//! Credential resolvers used by the request proxy.
//!
//! The proxy never owns credentials; it asks one of two resolvers per call:
//!
//! - [`ClientCredentials`]: app-level token shared by every client-mode
//!   request. [`ClientCredentialsExchange`] implements it against the
//!   upstream token endpoint and caches the token until shortly before it
//!   expires.
//! - [`UserCredentials`]: per-caller token previously issued by the
//!   identity collaborator. [`SessionTokens`] reads it from the
//!   [`CallerContext`].

use std::time::Duration;

use async_trait::async_trait;
use reqwest::Client;
use serde::Deserialize;
use tokio::sync::Mutex;
use tokio::time::Instant;
use tracing::{debug, error};

use crate::{Result, TuneError};

/// Default client-credentials token endpoint.
pub const DEFAULT_TOKEN_URL: &str = "https://accounts.spotify.com/api/token";

/// Tokens are treated as expired this long before the upstream says so.
const EXPIRY_MARGIN: Duration = Duration::from_secs(60);

/// Lifetime assumed when the token response omits `expires_in`.
const DEFAULT_TOKEN_LIFETIME: Duration = Duration::from_secs(3600);

/// Identity of the caller a user-mode request is made for.
#[derive(Debug, Clone, Default, PartialEq, Eq)]
pub struct CallerContext {
    pub user_id: Option<String>,
    /// Access token previously issued to this user, if any.
    pub access_token: Option<String>,
}

impl CallerContext {
    /// A caller with no session.
    pub fn anonymous() -> Self {
        Self::default()
    }

    /// A caller carrying an access token.
    pub fn with_token(access_token: impl Into<String>) -> Self {
        Self {
            user_id: None,
            access_token: Some(access_token.into()),
        }
    }

    pub fn user_id(mut self, id: impl Into<String>) -> Self {
        self.user_id = Some(id.into());
        self
    }
}

/// Resolver for app-level (client) tokens.
#[async_trait]
pub trait ClientCredentials: Send + Sync {
    /// A client token, possibly cached.
    async fn access_token(&self) -> Result<String>;

    /// A freshly exchanged client token, bypassing any cache.
    ///
    /// Called by the proxy after the upstream rejected a client token.
    async fn refresh_access_token(&self) -> Result<String> {
        self.access_token().await
    }
}

/// Resolver for per-user tokens.
#[async_trait]
pub trait UserCredentials: Send + Sync {
    /// Token for `caller`, or [`TuneError::Unauthenticated`].
    async fn user_token(&self, caller: &CallerContext) -> Result<String>;
}

/// Reads the user token straight from the [`CallerContext`].
#[derive(Debug, Clone, Copy, Default)]
pub struct SessionTokens;

#[async_trait]
impl UserCredentials for SessionTokens {
    async fn user_token(&self, caller: &CallerContext) -> Result<String> {
        caller
            .access_token
            .as_deref()
            .filter(|t| !t.is_empty())
            .map(str::to_string)
            .ok_or(TuneError::Unauthenticated)
    }
}

/// Client resolver for setups without client credentials.
///
/// Every client-mode request fails with a configuration error.
#[derive(Debug, Clone, Copy, Default)]
pub struct NoClientCredentials;

#[async_trait]
impl ClientCredentials for NoClientCredentials {
    async fn access_token(&self) -> Result<String> {
        Err(TuneError::Configuration(
            "client credentials are not configured".to_string(),
        ))
    }
}

struct CachedToken {
    access_token: String,
    refresh_at: Instant,
}

#[derive(Deserialize)]
struct TokenResponse {
    access_token: String,
    #[serde(default)]
    expires_in: Option<u64>,
}

/// Client-credentials exchange against the upstream token endpoint.
///
/// Authenticates with HTTP Basic (`client_id:client_secret`) and requests
/// the default `client_credentials` grant. The token is cached until
/// [`EXPIRY_MARGIN`] before its advertised expiry; concurrent callers wait
/// on a single exchange instead of each starting their own.
pub struct ClientCredentialsExchange {
    client_id: String,
    client_secret: String,
    token_url: String,
    http: Client,
    cached: Mutex<Option<CachedToken>>,
}

impl ClientCredentialsExchange {
    pub fn new(client_id: impl Into<String>, client_secret: impl Into<String>) -> Self {
        Self::with_http_client(client_id, client_secret, DEFAULT_TOKEN_URL, Client::new())
    }

    /// Use a custom token endpoint and HTTP client (for testing with wiremock).
    pub fn with_http_client(
        client_id: impl Into<String>,
        client_secret: impl Into<String>,
        token_url: impl Into<String>,
        http: Client,
    ) -> Self {
        Self {
            client_id: client_id.into(),
            client_secret: client_secret.into(),
            token_url: token_url.into(),
            http,
            cached: Mutex::new(None),
        }
    }

    async fn exchange(&self) -> Result<CachedToken> {
        debug!(url = %self.token_url, "exchanging client credentials");
        let response = self
            .http
            .post(&self.token_url)
            .basic_auth(&self.client_id, Some(&self.client_secret))
            .form(&[("grant_type", "client_credentials")])
            .send()
            .await?;

        let status = response.status();
        if !status.is_success() {
            let body = response.text().await.unwrap_or_default();
            error!(status = status.as_u16(), body = %body, "client token exchange failed");
            return Err(TuneError::TokenExchange {
                status: status.as_u16(),
                body,
            });
        }

        let token: TokenResponse = serde_json::from_str(&response.text().await?)?;
        let lifetime = token
            .expires_in
            .map(Duration::from_secs)
            .unwrap_or(DEFAULT_TOKEN_LIFETIME);

        Ok(CachedToken {
            access_token: token.access_token,
            refresh_at: Instant::now() + lifetime.saturating_sub(EXPIRY_MARGIN),
        })
    }
}

#[async_trait]
impl ClientCredentials for ClientCredentialsExchange {
    async fn access_token(&self) -> Result<String> {
        let mut cached = self.cached.lock().await;
        if let Some(token) = cached.as_ref() {
            if Instant::now() < token.refresh_at {
                return Ok(token.access_token.clone());
            }
        }
        let fresh = self.exchange().await?;
        let access_token = fresh.access_token.clone();
        *cached = Some(fresh);
        Ok(access_token)
    }

    async fn refresh_access_token(&self) -> Result<String> {
        let mut cached = self.cached.lock().await;
        let fresh = self.exchange().await?;
        let access_token = fresh.access_token.clone();
        *cached = Some(fresh);
        Ok(access_token)
    }
}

---+---

Word for word, write out all the lines shown above.

**Answer to this exercise**
//! Credential resolvers used by the request proxy.
//!
//! The proxy never owns credentials; it asks one of two resolvers per call:
//!
//! - [`ClientCredentials`]: app-level token shared by every client-mode
//!   request. [`ClientCredentialsExchange`] implements it against the
//!   upstream token endpoint and caches the token until shortly before it
//!   expires.
//! - [`UserCredentials`]: per-caller token previously issued by the
//!   identity collaborator. [`SessionTokens`] reads it from the
//!   [`CallerContext`].

use std::time::Duration;

use async_trait::async_trait;
use reqwest::Client;
use serde::Deserialize;
use tokio::sync::Mutex;
use tokio::time::Instant;
use tracing::{debug, error};

use crate::{Result, TuneError};

/// Default client-credentials token endpoint.
pub const DEFAULT_TOKEN_URL: &str = "https://accounts.spotify.com/api/token";

/// Tokens are treated as expired this long before the upstream says so.
const EXPIRY_MARGIN: Duration = Duration::from_secs(60);

/// Lifetime assumed when the token response omits `expires_in`.
const DEFAULT_TOKEN_LIFETIME: Duration = Duration::from_secs(3600);

/// Identity of the caller a user-mode request is made for.
#[derive(Debug, Clone, Default, PartialEq, Eq)]
pub struct CallerContext {
    pub user_id: Option<String>,
    /// Access token previously issued to this user, if any.
    pub access_token: Option<String>,
}

impl CallerContext {
    /// A caller with no session.
    pub fn anonymous() -> Self {
        Self::default()
    }

    /// A caller carrying an access token.
    pub fn with_token(access_token: impl Into<String>) -> Self {
        Self {
            user_id: None,
            access_token: Some(access_token.into()),
        }
    }

    pub fn user_id(mut self, id: impl Into<String>) -> Self {
        self.user_id = Some(id.into());
        self
    }
}

/// Resolver for app-level (client) tokens.
#[async_trait]
pub trait ClientCredentials: Send + Sync {
    /// A client token, possibly cached.
    async fn access_token(&self) -> Result<String>;

    /// A freshly exchanged client token, bypassing any cache.
    ///
    /// Called by the proxy after the upstream rejected a client token.
    async fn refresh_access_token(&self) -> Result<String> {
        self.access_token().await
    }
}

/// Resolver for per-user tokens.
#[async_trait]
pub trait UserCredentials: Send + Sync {
    /// Token for `caller`, or [`TuneError::Unauthenticated`].
    async fn user_token(&self, caller: &CallerContext) -> Result<String>;
}

/// Reads the user token straight from the [`CallerContext`].
#[derive(Debug, Clone, Copy, Default)]
pub struct SessionTokens;

#[async_trait]
impl UserCredentials for SessionTokens {
    async fn user_token(&self, caller: &CallerContext) -> Result<String> {
        caller
            .access_token
            .as_deref()
            .filter(|t| !t.is_empty())
            .map(str::to_string)
            .ok_or(TuneError::Unauthenticated)
    }
}

/// Client resolver for setups without client credentials.
///
/// Every client-mode request fails with a configuration error.
#[derive(Debug, Clone, Copy, Default)]
pub struct NoClientCredentials;

#[async_trait]
impl ClientCredentials for NoClientCredentials {
    async fn access_token(&self) -> Result<String> {
        Err(TuneError::Configuration(
            "client credentials are not configured".to_string(),
        ))
    }
}

struct CachedToken {
    access_token: String,
    refresh_at: Instant,
}

#[derive(Deserialize)]
struct TokenResponse {
    access_token: String,
    #[serde(default)]
    expires_in: Option<u64>,
}

/// Client-credentials exchange against the upstream token endpoint.
///
/// Authenticates with HTTP Basic (`client_id:client_secret`) and requests
/// the default `client_credentials` grant. The token is cached until
/// [`EXPIRY_MARGIN`] before its advertised expiry; concurrent callers wait
/// on a single exchange instead of each starting their own.
pub struct ClientCredentialsExchange {
    client_id: String,
    client_secret: String,
    token_url: String,
    http: Client,
    cached: Mutex<Option<CachedToken>>,
}

impl ClientCredentialsExchange {
    pub fn new(client_id: impl Into<String>, client_secret: impl Into<String>) -> Self {
        Self::with_http_client(client_id, client_secret, DEFAULT_TOKEN_URL, Client::new())
    }

    /// Use a custom token endpoint and HTTP client (for testing with wiremock).
    pub fn with_http_client(
        client_id: impl Into<String>,
        client_secret: impl Into<String>,
        token_url: impl Into<String>,
        http: Client,
    ) -> Self {
        Self {
            client_id: client_id.into(),
            client_secret: client_secret.into(),
            token_url: token_url.into(),
            http,
            cached: Mutex::new(None),
        }
    }

    async fn exchange(&self) -> Result<CachedToken> {
        debug!(url = %self.token_url, "exchanging client credentials");
        let response = self
            .http
            .post(&self.token_url)
            .basic_auth(&self.client_id, Some(&self.client_secret))
            .form(&[("grant_type", "client_credentials")])
            .send()
            .await?;

        let status = response.status();
        if !status.is_success() {
            let body = response.text().await.unwrap_or_default();
            error!(status = status.as_u16(), body = %body, "client token exchange failed");
            return Err(TuneError::TokenExchange {
                status: status.as_u16(),
                body,
            });
        }

        let token: TokenResponse = serde_json::from_str(&response.text().await?)?;
        let lifetime = token
            .expires_in
            .map(Duration::from_secs)
            .unwrap_or(DEFAULT_TOKEN_LIFETIME);

        Ok(CachedToken {
            access_token: token.access_token,
            refresh_at: Instant::now() + lifetime.saturating_sub(EXPIRY_MARGIN),
        })
    }
}

#[async_trait]
impl ClientCredentials for ClientCredentialsExchange {
    async fn access_token(&self) -> Result<String> {
        let mut cached = self.cached.lock().await;
        if let Some(token) = cached.as_ref() {
            if Instant::now() < token.refresh_at {
                return Ok(token.access_token.clone());
            }
        }
        let fresh = self.exchange().await?;
        let access_token = fresh.access_token.clone();
        *cached = Some(fresh);
        Ok(access_token)
    }

    async fn refresh_access_token(&self) -> Result<String> {
        let mut cached = self.cached.lock().await;
        let fresh = self.exchange().await?;
        let access_token = fresh.access_token.clone();
        *cached = Some(fresh);
        Ok(access_token)
    }
}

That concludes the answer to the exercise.